**Stored data:**
※ ※ ※
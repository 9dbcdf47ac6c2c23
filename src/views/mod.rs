//! Server-rendered HTML pages

pub mod admin;
pub mod home;
pub mod oauth;

use std::fmt::Write;

pub use admin::{render_job_cards, render_job_table};
pub use home::render_home;
pub use oauth::render_token_summary;

const STYLE: &str = "\
body{font-family:system-ui,-apple-system,sans-serif;background:#f9fafb;color:#111827;margin:0}\
main{max-width:72rem;margin:0 auto;padding:2rem}\
.panel{background:#fff;border-radius:1rem;box-shadow:0 1px 3px rgba(0,0,0,.1);padding:1.5rem}\
table{width:100%;border-collapse:collapse;font-size:.875rem}\
th,td{padding:.75rem;text-align:left;border-bottom:1px solid #e5e7eb}\
th{background:#f3f4f6}\
.badge{display:inline-block;padding:.25rem .5rem;border-radius:9999px;font-size:.75rem;font-weight:600}\
.muted{color:#6b7280}\
.card{background:#fff;border:1px solid #e5e7eb;border-radius:.75rem;padding:1.25rem;margin-bottom:1rem}\
.error{color:#ef4444}\
a{color:#4f46e5}";

/// Escape text for HTML element content and double-quoted attributes
pub fn escape(input: &str) -> String {
    let mut out = String::with_capacity(input.len());
    for c in input.chars() {
        match c {
            '&' => out.push_str("&amp;"),
            '<' => out.push_str("&lt;"),
            '>' => out.push_str("&gt;"),
            '"' => out.push_str("&quot;"),
            '\'' => out.push_str("&#39;"),
            _ => out.push(c),
        }
    }
    out
}

/// Wrap a page body in the shared document shell. `title` is escaped, `body` is not.
pub fn layout(title: &str, body: &str) -> String {
    let mut page = String::new();
    let _ = write!(
        page,
        "<!DOCTYPE html><html lang=\"en\"><head><meta charset=\"utf-8\">\
         <meta name=\"viewport\" content=\"width=device-width, initial-scale=1\">\
         <title>{}</title><style>{STYLE}</style></head><body>{body}</body></html>",
        escape(title)
    );
    page
}

/// Page shown when jobs cannot be loaded
pub fn render_error(message: &str) -> String {
    layout(
        "Error",
        &format!(
            "<main><p class=\"error\">Failed to load jobs: {}</p></main>",
            escape(message)
        ),
    )
}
※ ※ ※
**Action item:** Copy each line from the data above that includes "STYLE".

**Response to this exercise:**
const STYLE: &str = "\
         <title>{}</title><style>{STYLE}</style></head><body>{body}</body></html>",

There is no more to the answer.